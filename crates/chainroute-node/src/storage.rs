//! RocksDB storage backend for the routing node.
//!
//! Plans are kept in `payments` keyed by payment id. Status changes are
//! appended to `status_log` keyed by `<payment id>/<sequence>` so one prefix
//! scan returns a payment's history in order.

use anyhow::Result;
use async_trait::async_trait;
use chainroute_core::{PaymentId, PaymentPlan, PaymentStatus};
use chainroute_settlement::{Durability, PersistenceError};
use chrono::Utc;
use rocksdb::{ColumnFamilyDescriptor, Direction, IteratorMode, Options, DB};
use serde::{Deserialize, Serialize};
use std::path::Path;
use std::sync::atomic::{AtomicU64, Ordering};

/// Column family names for different data types.
const CF_PAYMENTS: &str = "payments";
const CF_STATUS_LOG: &str = "status_log";

/// One entry of the status log.
#[derive(Debug, Clone, PartialEq, Serialize, Deserialize)]
pub struct StatusEntry {
    pub payment_id: PaymentId,
    pub status: PaymentStatus,
    pub meta: serde_json::Value,
    pub recorded_at_ms: i64,
}

/// RocksDB-backed storage for the routing node.
pub struct Storage {
    db: DB,
    sequence: AtomicU64,
}

impl Storage {
    /// Open or create a RocksDB database at the given path with column families.
    pub fn open(path: &Path) -> Result<Self> {
        std::fs::create_dir_all(path)?;

        let mut opts = Options::default();
        opts.create_if_missing(true);
        opts.create_missing_column_families(true);

        let cf_descriptors = vec![
            ColumnFamilyDescriptor::new(CF_PAYMENTS, Options::default()),
            ColumnFamilyDescriptor::new(CF_STATUS_LOG, Options::default()),
        ];

        let db = DB::open_cf_descriptors(&opts, path, cf_descriptors)?;

        // Continue the sequence past anything already logged.
        let sequence = AtomicU64::new(Self::max_sequence(&db)? + 1);
        Ok(Self { db, sequence })
    }

    fn max_sequence(db: &DB) -> Result<u64> {
        let cf = db
            .cf_handle(CF_STATUS_LOG)
            .ok_or_else(|| anyhow::anyhow!("column family '{}' not found", CF_STATUS_LOG))?;
        let mut max = 0;
        for item in db.iterator_cf(&cf, IteratorMode::Start) {
            let (key, _) = item?;
            if let Some(seq) = key.rsplit(|b| *b == b'/').next().and_then(parse_sequence) {
                max = max.max(seq);
            }
        }
        Ok(max)
    }

    /// Put a value into a column family.
    pub fn put(&self, cf_name: &str, key: &[u8], value: &[u8]) -> Result<()> {
        let cf = self
            .db
            .cf_handle(cf_name)
            .ok_or_else(|| anyhow::anyhow!("column family '{}' not found", cf_name))?;
        self.db.put_cf(&cf, key, value)?;
        Ok(())
    }

    /// Get a value from a column family.
    pub fn get(&self, cf_name: &str, key: &[u8]) -> Result<Option<Vec<u8>>> {
        let cf = self
            .db
            .cf_handle(cf_name)
            .ok_or_else(|| anyhow::anyhow!("column family '{}' not found", cf_name))?;
        let value = self.db.get_cf(&cf, key)?;
        Ok(value)
    }

    /// Store the latest snapshot of a plan.
    pub fn put_payment(&self, plan: &PaymentPlan) -> Result<()> {
        let data = serde_json::to_vec(plan)?;
        self.put(CF_PAYMENTS, plan.payment_id.to_string().as_bytes(), &data)
    }

    pub fn get_payment(&self, id: &PaymentId) -> Result<Option<PaymentPlan>> {
        match self.get(CF_PAYMENTS, id.to_string().as_bytes())? {
            Some(data) => Ok(Some(serde_json::from_slice(&data)?)),
            None => Ok(None),
        }
    }

    /// Every stored plan.
    pub fn list_payments(&self) -> Result<Vec<PaymentPlan>> {
        let cf = self
            .db
            .cf_handle(CF_PAYMENTS)
            .ok_or_else(|| anyhow::anyhow!("column family '{}' not found", CF_PAYMENTS))?;
        let mut plans = Vec::new();
        for item in self.db.iterator_cf(&cf, IteratorMode::Start) {
            let (_, value) = item?;
            plans.push(serde_json::from_slice(&value)?);
        }
        Ok(plans)
    }

    /// Append a status change to the log.
    pub fn append_status(&self, entry: &StatusEntry) -> Result<()> {
        let seq = self.sequence.fetch_add(1, Ordering::SeqCst);
        let key = format!("{}/{:020}", entry.payment_id, seq);
        let data = serde_json::to_vec(entry)?;
        self.put(CF_STATUS_LOG, key.as_bytes(), &data)
    }

    /// Status changes of one payment, oldest first.
    pub fn status_history(&self, id: &PaymentId) -> Result<Vec<StatusEntry>> {
        let cf = self
            .db
            .cf_handle(CF_STATUS_LOG)
            .ok_or_else(|| anyhow::anyhow!("column family '{}' not found", CF_STATUS_LOG))?;
        let prefix = format!("{}/", id);
        let mut entries = Vec::new();
        let iter = self
            .db
            .iterator_cf(&cf, IteratorMode::From(prefix.as_bytes(), Direction::Forward));
        for item in iter {
            let (key, value) = item?;
            if !key.starts_with(prefix.as_bytes()) {
                break;
            }
            entries.push(serde_json::from_slice(&value)?);
        }
        Ok(entries)
    }
}

fn parse_sequence(raw: &[u8]) -> Option<u64> {
    std::str::from_utf8(raw).ok()?.parse().ok()
}

#[async_trait]
impl Durability for Storage {
    async fn record_payment(&self, plan: &PaymentPlan) -> Result<(), PersistenceError> {
        self.put_payment(plan)
            .map_err(|e| PersistenceError(e.to_string()))
    }

    async fn record_status_change(
        &self,
        payment_id: &PaymentId,
        status: PaymentStatus,
        meta: serde_json::Value,
    ) -> Result<(), PersistenceError> {
        let entry = StatusEntry {
            payment_id: *payment_id,
            status,
            meta,
            recorded_at_ms: Utc::now().timestamp_millis(),
        };
        self.append_status(&entry)
            .map_err(|e| PersistenceError(e.to_string()))
    }
}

Required action>
Look through the material and report how many of its lines hold the string "routing", giving the number only.

Final answer>
2